Set down all of the records exactly, leaving none out.
┄┄┄┄┄┄
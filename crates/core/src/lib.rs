//! Core execution logic of the deployment engine.
//!
//! This crate drives declarative deployment steps to completion against a
//! remote node:
//! - Deployment execution state and on-chain interaction records
//! - Per-sender nonce allocation seeded from the node's mempool view
//! - The send pipeline: fees, gas estimation, simulation, journal, broadcast
//! - The nonce sync engine reconciling local state with the chain
//! - The append-only intent journal interface used for crash recovery

pub mod config;
mod error;
mod executor;
mod journal;
mod module;
mod nonce;
mod nonce_sync;
mod quirks;
mod sender;
mod simulation;
mod state;

#[cfg(test)]
mod testing;

pub use config::ExecutionConfig;
pub use error::ExecutionError;
pub use executor::DeploymentExecutor;
pub use journal::{ExecutionJournal, JournalEntry, MemoryJournal};
pub use module::{FutureKind, PlannedFuture, SenderSpec};
pub use nonce::NonceAllocator;
pub use nonce_sync::{NonceSyncEngine, NonceSyncEvent};
pub use quirks::{classify_estimation_failure, EstimationFailureKind};
pub use sender::{SendOutcome, SentTransaction, TransactionSender};
pub use simulation::{SimulationDecoder, SimulationFailure, StandardRevertDecoder};
pub use state::{
    DeploymentState, ExecutionState, ExecutionStatus, OnchainInteraction, TransactionRecord,
};
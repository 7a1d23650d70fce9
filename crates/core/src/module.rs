//! Planner-facing view of a deployment module.
//!
//! The planner hands the engine a flat list of futures. The engine only
//! cares about two things per future: whether its kind can ever submit a
//! transaction, and which account it would submit from.

use alloy::primitives::Address;
use anyhow::{anyhow, Result};
use serde::{Deserialize, Serialize};

/// Kind of a deployment future.
#[derive(Debug, Clone, Copy, PartialEq, Eq, Hash, Serialize, Deserialize)]
#[serde(rename_all = "kebab-case")]
pub enum FutureKind {
    /// Deploy a contract (creation transaction).
    ContractDeployment,
    /// Call a state-mutating contract function.
    ContractCall,
    /// Transfer value and/or raw data to an address.
    SendData,
    /// Read-only contract call executed from a sender, never a transaction.
    StaticCall,
    /// Attach to an already-deployed contract by name.
    ContractAtByName,
    /// Attach to an already-deployed contract by artifact.
    ContractAtByArtifact,
    /// Read an argument out of an emitted event.
    ReadEventArgument,
    /// ABI-encode a function call without submitting it.
    EncodeFunctionCall,
}

impl FutureKind {
    /// Whether futures of this kind submit transactions and therefore
    /// allocate nonces.
    pub fn produces_onchain_transactions(&self) -> bool {
        matches!(
            self,
            Self::ContractDeployment | Self::ContractCall | Self::SendData
        )
    }

    /// Whether this kind never talks to the chain as a sender at all.
    pub fn is_read_only(&self) -> bool {
        matches!(
            self,
            Self::ContractAtByName
                | Self::ContractAtByArtifact
                | Self::ReadEventArgument
                | Self::EncodeFunctionCall
        )
    }
}

/// Where a future's transactions come from.
#[derive(Debug, Clone, Copy, PartialEq, Eq, Serialize, Deserialize)]
#[serde(rename_all = "kebab-case")]
pub enum SenderSpec {
    /// Use the deployment's default sender.
    Default,
    /// Index into the configured account list.
    Account(usize),
    /// An explicit address.
    Explicit(Address),
}

/// One future of the module plan, as seen by the execution engine.
#[derive(Debug, Clone, PartialEq, Eq, Serialize, Deserialize)]
pub struct PlannedFuture {
    /// Future id, unique within the plan.
    pub id: String,
    pub kind: FutureKind,
    pub from: SenderSpec,
}

impl PlannedFuture {
    pub fn new(id: impl Into<String>, kind: FutureKind, from: SenderSpec) -> Self {
        Self {
            id: id.into(),
            kind,
            from,
        }
    }

    /// Resolve the concrete sender this future would transact from.
    ///
    /// Read-only kinds resolve to `None`; they never allocate nonces, so
    /// the sync engine must not account for them.
    pub fn resolve_sender(
        &self,
        accounts: &[Address],
        default_sender: Address,
    ) -> Result<Option<Address>> {
        if self.kind.is_read_only() {
            return Ok(None);
        }
        let sender = match self.from {
            SenderSpec::Default => default_sender,
            SenderSpec::Explicit(address) => address,
            SenderSpec::Account(index) => *accounts.get(index).ok_or_else(|| {
                anyhow!(
                    "future '{}' references account #{index} but only {} accounts are configured",
                    self.id,
                    accounts.len()
                )
            })?,
        };
        Ok(Some(sender))
    }
}

#[cfg(test)]
mod tests {
    use super::*;
    use alloy::primitives::address;

    const DEFAULT: Address = address!("1111111111111111111111111111111111111111");
    const ACCOUNT: Address = address!("2222222222222222222222222222222222222222");

    #[test]
    fn test_sender_resolution() {
        let accounts = vec![DEFAULT, ACCOUNT];

        let explicit = PlannedFuture::new(
            "m#explicit",
            FutureKind::ContractCall,
            SenderSpec::Explicit(ACCOUNT),
        );
        assert_eq!(
            explicit.resolve_sender(&accounts, DEFAULT).unwrap(),
            Some(ACCOUNT)
        );

        let by_index =
            PlannedFuture::new("m#indexed", FutureKind::SendData, SenderSpec::Account(1));
        assert_eq!(
            by_index.resolve_sender(&accounts, DEFAULT).unwrap(),
            Some(ACCOUNT)
        );

        let defaulted = PlannedFuture::new(
            "m#defaulted",
            FutureKind::ContractDeployment,
            SenderSpec::Default,
        );
        assert_eq!(
            defaulted.resolve_sender(&accounts, DEFAULT).unwrap(),
            Some(DEFAULT)
        );
    }

    #[test]
    fn test_read_only_kinds_have_no_sender() {
        for kind in [
            FutureKind::ContractAtByName,
            FutureKind::ContractAtByArtifact,
            FutureKind::ReadEventArgument,
            FutureKind::EncodeFunctionCall,
        ] {
            let future = PlannedFuture::new("m#ro", kind, SenderSpec::Explicit(ACCOUNT));
            assert_eq!(future.resolve_sender(&[], DEFAULT).unwrap(), None);
        }
    }

    #[test]
    fn test_static_call_resolves_a_sender_but_produces_no_transactions() {
        let future = PlannedFuture::new("m#static", FutureKind::StaticCall, SenderSpec::Default);
        assert_eq!(
            future.resolve_sender(&[], DEFAULT).unwrap(),
            Some(DEFAULT)
        );
        assert!(!FutureKind::StaticCall.produces_onchain_transactions());
    }

    #[test]
    fn test_out_of_range_account_index() {
        let future = PlannedFuture::new("m#oob", FutureKind::ContractCall, SenderSpec::Account(3));
        assert!(future.resolve_sender(&[DEFAULT], DEFAULT).is_err());
    }
}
┄┄┄┄┄┄
§ Task solution:
filename crates/core/src/lib.rs
//! Core execution logic of the deployment engine.
//!
//! This crate drives declarative deployment steps to completion against a
//! remote node:
//! - Deployment execution state and on-chain interaction records
//! - Per-sender nonce allocation seeded from the node's mempool view
//! - The send pipeline: fees, gas estimation, simulation, journal, broadcast
//! - The nonce sync engine reconciling local state with the chain
//! - The append-only intent journal interface used for crash recovery

pub mod config;
mod error;
mod executor;
mod journal;
mod module;
mod nonce;
mod nonce_sync;
mod quirks;
mod sender;
mod simulation;
mod state;

#[cfg(test)]
mod testing;

pub use config::ExecutionConfig;
pub use error::ExecutionError;
pub use executor::DeploymentExecutor;
pub use journal::{ExecutionJournal, JournalEntry, MemoryJournal};
pub use module::{FutureKind, PlannedFuture, SenderSpec};
pub use nonce::NonceAllocator;
pub use nonce_sync::{NonceSyncEngine, NonceSyncEvent};
pub use quirks::{classify_estimation_failure, EstimationFailureKind};
pub use sender::{SendOutcome, SentTransaction, TransactionSender};
pub use simulation::{SimulationDecoder, SimulationFailure, StandardRevertDecoder};
pub use state::{
    DeploymentState, ExecutionState, ExecutionStatus, OnchainInteraction, TransactionRecord,
};
repository 7a1d23650d70fce9
filename crates/core/src/module.rs
//! Planner-facing view of a deployment module.
//!
//! The planner hands the engine a flat list of futures. The engine only
//! cares about two things per future: whether its kind can ever submit a
//! transaction, and which account it would submit from.

use alloy::primitives::Address;
use anyhow::{anyhow, Result};
use serde::{Deserialize, Serialize};

/// Kind of a deployment future.
#[derive(Debug, Clone, Copy, PartialEq, Eq, Hash, Serialize, Deserialize)]
#[serde(rename_all = "kebab-case")]
pub enum FutureKind {
    /// Deploy a contract (creation transaction).
    ContractDeployment,
    /// Call a state-mutating contract function.
    ContractCall,
    /// Transfer value and/or raw data to an address.
    SendData,
    /// Read-only contract call executed from a sender, never a transaction.
    StaticCall,
    /// Attach to an already-deployed contract by name.
    ContractAtByName,
    /// Attach to an already-deployed contract by artifact.
    ContractAtByArtifact,
    /// Read an argument out of an emitted event.
    ReadEventArgument,
    /// ABI-encode a function call without submitting it.
    EncodeFunctionCall,
}

impl FutureKind {
    /// Whether futures of this kind submit transactions and therefore
    /// allocate nonces.
    pub fn produces_onchain_transactions(&self) -> bool {
        matches!(
            self,
            Self::ContractDeployment | Self::ContractCall | Self::SendData
        )
    }

    /// Whether this kind never talks to the chain as a sender at all.
    pub fn is_read_only(&self) -> bool {
        matches!(
            self,
            Self::ContractAtByName
                | Self::ContractAtByArtifact
                | Self::ReadEventArgument
                | Self::EncodeFunctionCall
        )
    }
}

/// Where a future's transactions come from.
#[derive(Debug, Clone, Copy, PartialEq, Eq, Serialize, Deserialize)]
#[serde(rename_all = "kebab-case")]
pub enum SenderSpec {
    /// Use the deployment's default sender.
    Default,
    /// Index into the configured account list.
    Account(usize),
    /// An explicit address.
    Explicit(Address),
}

/// One future of the module plan, as seen by the execution engine.
#[derive(Debug, Clone, PartialEq, Eq, Serialize, Deserialize)]
pub struct PlannedFuture {
    /// Future id, unique within the plan.
    pub id: String,
    pub kind: FutureKind,
    pub from: SenderSpec,
}

impl PlannedFuture {
    pub fn new(id: impl Into<String>, kind: FutureKind, from: SenderSpec) -> Self {
        Self {
            id: id.into(),
            kind,
            from,
        }
    }

    /// Resolve the concrete sender this future would transact from.
    ///
    /// Read-only kinds resolve to `None`; they never allocate nonces, so
    /// the sync engine must not account for them.
    pub fn resolve_sender(
        &self,
        accounts: &[Address],
        default_sender: Address,
    ) -> Result<Option<Address>> {
        if self.kind.is_read_only() {
            return Ok(None);
        }
        let sender = match self.from {
            SenderSpec::Default => default_sender,
            SenderSpec::Explicit(address) => address,
            SenderSpec::Account(index) => *accounts.get(index).ok_or_else(|| {
                anyhow!(
                    "future '{}' references account #{index} but only {} accounts are configured",
                    self.id,
                    accounts.len()
                )
            })?,
        };
        Ok(Some(sender))
    }
}

#[cfg(test)]
mod tests {
    use super::*;
    use alloy::primitives::address;

    const DEFAULT: Address = address!("1111111111111111111111111111111111111111");
    const ACCOUNT: Address = address!("2222222222222222222222222222222222222222");

    #[test]
    fn test_sender_resolution() {
        let accounts = vec![DEFAULT, ACCOUNT];

        let explicit = PlannedFuture::new(
            "m#explicit",
            FutureKind::ContractCall,
            SenderSpec::Explicit(ACCOUNT),
        );
        assert_eq!(
            explicit.resolve_sender(&accounts, DEFAULT).unwrap(),
            Some(ACCOUNT)
        );

        let by_index =
            PlannedFuture::new("m#indexed", FutureKind::SendData, SenderSpec::Account(1));
        assert_eq!(
            by_index.resolve_sender(&accounts, DEFAULT).unwrap(),
            Some(ACCOUNT)
        );

        let defaulted = PlannedFuture::new(
            "m#defaulted",
            FutureKind::ContractDeployment,
            SenderSpec::Default,
        );
        assert_eq!(
            defaulted.resolve_sender(&accounts, DEFAULT).unwrap(),
            Some(DEFAULT)
        );
    }

    #[test]
    fn test_read_only_kinds_have_no_sender() {
        for kind in [
            FutureKind::ContractAtByName,
            FutureKind::ContractAtByArtifact,
            FutureKind::ReadEventArgument,
            FutureKind::EncodeFunctionCall,
        ] {
            let future = PlannedFuture::new("m#ro", kind, SenderSpec::Explicit(ACCOUNT));
            assert_eq!(future.resolve_sender(&[], DEFAULT).unwrap(), None);
        }
    }

    #[test]
    fn test_static_call_resolves_a_sender_but_produces_no_transactions() {
        let future = PlannedFuture::new("m#static", FutureKind::StaticCall, SenderSpec::Default);
        assert_eq!(
            future.resolve_sender(&[], DEFAULT).unwrap(),
            Some(DEFAULT)
        );
        assert!(!FutureKind::StaticCall.produces_onchain_transactions());
    }

    #[test]
    fn test_out_of_range_account_index() {
        let future = PlannedFuture::new("m#oob", FutureKind::ContractCall, SenderSpec::Account(3));
        assert!(future.resolve_sender(&[DEFAULT], DEFAULT).is_err());
    }
}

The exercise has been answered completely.